- What to produce:
If a line in the listing carries the word "doubled", return a copy of that line.

- Entries supplied:

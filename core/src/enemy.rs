//! Live entity state shared by the world and the behavior system.

use glam::Vec2;
use serde::{Deserialize, Serialize};

use crate::{BehaviorTuning, BodyId, EnemyId, PatrolShape, Rank, SpawnId};

/// Enemy archetypes.
#[derive(Clone, Copy, Debug, PartialEq, Eq, Hash, PartialOrd, Ord, Serialize, Deserialize)]
#[serde(rename_all = "snake_case")]
pub enum EnemyKind {
    /// Light chaser.
    Drone,
    /// Fast strafing fighter.
    Skirmisher,
    /// Slow heavy gunner.
    Gunship,
    /// Marksman firing telegraphed high-damage shots.
    Lancer,
    /// Support craft that tethers to allies and heals them.
    Mender,
    /// Fragile swarm unit.
    Swarmer,
    /// Armoured raider, usually elite.
    Marauder,
    /// Defensive gun platform, usually elite.
    Sentinel,
    /// Boss: massive broadside cruiser.
    Dreadnought,
    /// Boss: carrier surrounded by drones.
    Hivemother,
    /// Boss: serpentine hunter.
    Leviathan,
}

/// Attached behavior module chosen at spawn time.
#[derive(Clone, Copy, Debug, PartialEq, Eq, Hash, Serialize, Deserialize)]
pub enum AbilityKind {
    /// Periodic shots on a jittered timer.
    Standard,
    /// Wind-up then a single high-damage shot.
    Telegraphed,
    /// Heals allies instead of attacking.
    Support,
}

/// Static tuning of an enemy archetype.
#[derive(Clone, Copy, Debug, PartialEq)]
pub struct EnemyProfile {
    /// Hit points at normal rank.
    pub max_hp: f32,
    /// Base speed in units per second.
    pub speed: f32,
    /// Collision radius.
    pub radius: f32,
    /// Behavior module attached at spawn.
    pub ability: AbilityKind,
    /// Seconds between standard shots before jitter.
    pub fire_interval: f32,
    /// Projectile speed in units per second.
    pub projectile_speed: f32,
    /// Damage per projectile.
    pub damage: f32,
}

impl EnemyKind {
    /// Bosses eligible for boss arenas.
    pub const BOSSES: [EnemyKind; 3] = [Self::Dreadnought, Self::Hivemother, Self::Leviathan];

    /// Static tuning of the archetype.
    #[must_use]
    pub const fn profile(self) -> EnemyProfile {
        const fn profile(
            max_hp: f32,
            speed: f32,
            radius: f32,
            ability: AbilityKind,
            fire_interval: f32,
            damage: f32,
        ) -> EnemyProfile {
            EnemyProfile {
                max_hp,
                speed,
                radius,
                ability,
                fire_interval,
                projectile_speed: 420.0,
                damage,
            }
        }

        match self {
            Self::Drone => profile(30.0, 170.0, 16.0, AbilityKind::Standard, 1.8, 6.0),
            Self::Skirmisher => profile(45.0, 230.0, 18.0, AbilityKind::Standard, 1.2, 5.0),
            Self::Gunship => profile(110.0, 110.0, 28.0, AbilityKind::Standard, 0.9, 8.0),
            Self::Lancer => profile(55.0, 140.0, 20.0, AbilityKind::Telegraphed, 3.2, 34.0),
            Self::Mender => profile(60.0, 150.0, 20.0, AbilityKind::Support, 0.0, 0.0),
            Self::Swarmer => profile(14.0, 260.0, 10.0, AbilityKind::Standard, 2.4, 3.0),
            Self::Marauder => profile(160.0, 180.0, 30.0, AbilityKind::Standard, 1.0, 10.0),
            Self::Sentinel => profile(220.0, 90.0, 34.0, AbilityKind::Telegraphed, 2.6, 40.0),
            Self::Dreadnought => profile(2_400.0, 90.0, 90.0, AbilityKind::Standard, 0.45, 12.0),
            Self::Hivemother => profile(1_800.0, 120.0, 80.0, AbilityKind::Standard, 0.6, 9.0),
            Self::Leviathan => profile(2_000.0, 160.0, 70.0, AbilityKind::Telegraphed, 1.8, 45.0),
        }
    }

    /// Reports whether the archetype is a boss.
    #[must_use]
    pub const fn is_boss(self) -> bool {
        matches!(self, Self::Dreadnought | Self::Hivemother | Self::Leviathan)
    }
}

/// Behavioral state of an enemy.
#[derive(Clone, Copy, Debug, PartialEq, Eq, Hash, Serialize, Deserialize)]
pub enum AiState {
    /// Idle patrol around home.
    Patrol,
    /// Pursuing and attacking the player.
    Aggro,
    /// Heading back home after disengaging.
    Return,
}

/// Distance thresholds derived once when an enemy spawns.
#[derive(Clone, Copy, Debug, PartialEq, Serialize, Deserialize)]
pub struct EngagementRanges {
    /// Player distance that starts an engagement.
    pub aggro: f32,
    /// Player distance within which attacks are attempted.
    pub attack: f32,
    /// Player distance beyond which an engagement ends.
    pub disengage: f32,
    /// Maximum distance from home during an engagement.
    pub leash: f32,
    /// Distance from home that counts as arrived.
    pub return_threshold: f32,
}

const BASE_RANGES: EngagementRanges = EngagementRanges {
    aggro: 520.0,
    attack: 440.0,
    disengage: 820.0,
    leash: 1_100.0,
    return_threshold: 24.0,
};

impl EngagementRanges {
    /// Ranges for an entity of `rank`, scaled by the global range multiplier.
    ///
    /// Elites reach 1.25x and bosses 1.6x further than regular enemies. The
    /// return threshold is never scaled.
    #[must_use]
    pub fn for_rank(rank: Rank, tuning: &BehaviorTuning) -> Self {
        let rank_scale = match rank {
            Rank::Normal => 1.0,
            Rank::Elite => 1.25,
            Rank::Boss => 1.6,
        };
        let scale = rank_scale * tuning.aggro_range_multiplier.max(0.0);
        Self {
            aggro: BASE_RANGES.aggro * scale,
            attack: BASE_RANGES.attack * scale,
            disengage: BASE_RANGES.disengage * scale,
            leash: BASE_RANGES.leash * scale,
            return_threshold: BASE_RANGES.return_threshold,
        }
    }
}

/// Mutable patrol bookkeeping.
#[derive(Clone, Copy, Debug, PartialEq, Serialize, Deserialize)]
pub struct PatrolState {
    /// Path family.
    pub shape: PatrolShape,
    /// Path radius.
    pub radius: f32,
    /// Phase along the path in radians.
    pub phase: f32,
    /// Sweep axis for line patrols, in radians.
    pub axis: f32,
    /// Current wander destination.
    pub wander_target: Option<Vec2>,
    /// Seconds until the next wander retarget.
    pub wander_timer: f32,
    /// Strafing direction while engaged, `1.0` or `-1.0`.
    pub strafe_sign: f32,
}

/// Countdown between standard shots.
#[derive(Clone, Copy, Debug, PartialEq, Serialize, Deserialize)]
pub struct FireTimer {
    /// Seconds until the next shot.
    pub remaining: f32,
}

/// Phase of the telegraphed attack cycle.
#[derive(Clone, Copy, Debug, PartialEq, Eq, Hash, Serialize, Deserialize)]
pub enum TelegraphPhase {
    /// Counting down to the next windup.
    Cooldown,
    /// Aiming; fires once when the timer runs out.
    Windup,
}

/// State of the telegraphed attack module.
#[derive(Clone, Copy, Debug, PartialEq, Serialize, Deserialize)]
pub struct TelegraphState {
    /// Current phase.
    pub phase: TelegraphPhase,
    /// Seconds remaining in the phase.
    pub timer: f32,
    /// Aim angle in radians.
    pub aim: f32,
}

/// State of the support module.
#[derive(Clone, Copy, Debug, Default, PartialEq, Serialize, Deserialize)]
pub struct SupportState {
    /// Ally currently being healed.
    pub target: Option<EnemyId>,
    /// Angle around the target used while orbiting it.
    pub orbit_angle: f32,
}

/// Behavior module attached to an enemy.
#[derive(Clone, Copy, Debug, PartialEq, Serialize, Deserialize)]
pub enum Ability {
    /// Periodic shots.
    Standard(FireTimer),
    /// Telegraphed high-damage shot.
    Telegraphed(TelegraphState),
    /// Tethered area heal.
    Support(SupportState),
}

impl Ability {
    /// Discriminant of the module.
    #[must_use]
    pub const fn kind(&self) -> AbilityKind {
        match self {
            Self::Standard(_) => AbilityKind::Standard,
            Self::Telegraphed(_) => AbilityKind::Telegraphed,
            Self::Support(_) => AbilityKind::Support,
        }
    }
}

/// Live enemy entity.
#[derive(Clone, Debug, PartialEq, Serialize, Deserialize)]
pub struct Enemy {
    /// Identifier allocated by the world.
    pub id: EnemyId,
    /// Descriptor the entity was created from.
    pub spawn: Option<SpawnId>,
    /// Archetype.
    pub kind: EnemyKind,
    /// Threat tier.
    pub rank: Rank,
    /// Position in world units.
    pub position: Vec2,
    /// Velocity in units per second.
    pub velocity: Vec2,
    /// Remaining hit points.
    pub hp: f32,
    /// Maximum hit points.
    pub max_hp: f32,
    /// Base speed.
    pub speed: f32,
    /// Collision radius.
    pub radius: f32,
    /// Behavioral state.
    pub state: AiState,
    /// Home position; initialised lazily when absent.
    pub home: Option<Vec2>,
    /// Engagement thresholds; initialised lazily when absent.
    pub ranges: Option<EngagementRanges>,
    /// Patrol bookkeeping.
    pub patrol: PatrolState,
    /// Attached behavior module.
    pub ability: Ability,
    /// The lifecycle manager wants this entity gone once it is home.
    pub despawn_pending: bool,
}

impl Enemy {
    /// Fraction of hit points missing, in `[0, 1]`.
    #[must_use]
    pub fn missing_fraction(&self) -> f32 {
        if self.max_hp <= 0.0 {
            return 0.0;
        }
        ((self.max_hp - self.hp) / self.max_hp).clamp(0.0, 1.0)
    }
}

/// Entry of a transient collection: projectiles, pickups and particles.
#[derive(Clone, Debug, PartialEq, Serialize, Deserialize)]
pub struct Body {
    /// Identifier allocated by the world; increases with spawn order.
    pub id: BodyId,
    /// Position in world units.
    pub position: Vec2,
    /// Velocity in units per second.
    pub velocity: Vec2,
    /// Hit points or value carried by the body.
    pub health: f32,
    /// Seconds until the body expires.
    pub ttl: f32,
    /// Damage dealt on contact.
    pub damage: f32,
}

/// Player ship state read by the world and the invariant guard.
#[derive(Clone, Debug, PartialEq, Serialize, Deserialize)]
pub struct PlayerState {
    /// Position in world units.
    pub position: Vec2,
    /// Velocity in units per second.
    pub velocity: Vec2,
    /// Remaining hull.
    pub health: f32,
    /// Maximum hull.
    pub max_health: f32,
    /// Remaining shield; absorbs damage before hull.
    pub shield: f32,
    /// Collision radius.
    pub radius: f32,
}

impl Default for PlayerState {
    fn default() -> Self {
        Self {
            position: Vec2::ZERO,
            velocity: Vec2::ZERO,
            health: 100.0,
            max_health: 100.0,
            shield: 50.0,
            radius: 18.0,
        }
    }
}

impl PlayerState {
    /// Applies `amount` damage to the shield first, then the hull.
    pub fn absorb(&mut self, amount: f32) {
        if amount <= 0.0 {
            return;
        }
        let shielded = amount.min(self.shield.max(0.0));
        self.shield -= shielded;
        self.health = (self.health - (amount - shielded)).max(0.0);
    }
}

#[cfg(test)]
mod tests {
    use super::*;

    #[test]
    fn ranges_grow_with_rank() {
        let tuning = BehaviorTuning::default();
        let normal = EngagementRanges::for_rank(Rank::Normal, &tuning);
        let elite = EngagementRanges::for_rank(Rank::Elite, &tuning);
        let boss = EngagementRanges::for_rank(Rank::Boss, &tuning);
        assert!(normal.aggro < elite.aggro && elite.aggro < boss.aggro);
        assert!(normal.attack <= normal.aggro && normal.aggro < normal.disengage);
        assert_eq!(normal.return_threshold, boss.return_threshold);
    }

    #[test]
    fn range_multiplier_scales_every_threshold() {
        let doubled = BehaviorTuning {
            aggro_range_multiplier: 2.0,
            ..BehaviorTuning::default()
        };
        let base = EngagementRanges::for_rank(Rank::Normal, &BehaviorTuning::default());
        let scaled = EngagementRanges::for_rank(Rank::Normal, &doubled);
        assert!((scaled.leash - base.leash * 2.0).abs() < 1e-3);
        assert!((scaled.disengage - base.disengage * 2.0).abs() < 1e-3);
    }

    #[test]
    fn shield_absorbs_before_hull() {
        let mut player = PlayerState::default();
        player.absorb(30.0);
        assert_eq!(player.shield, 20.0);
        assert_eq!(player.health, 100.0);
        player.absorb(50.0);
        assert_eq!(player.shield, 0.0);
        assert_eq!(player.health, 70.0);
    }
}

- Exercise output:
        let doubled = BehaviorTuning {
        let scaled = EngagementRanges::for_rank(Rank::Normal, &doubled);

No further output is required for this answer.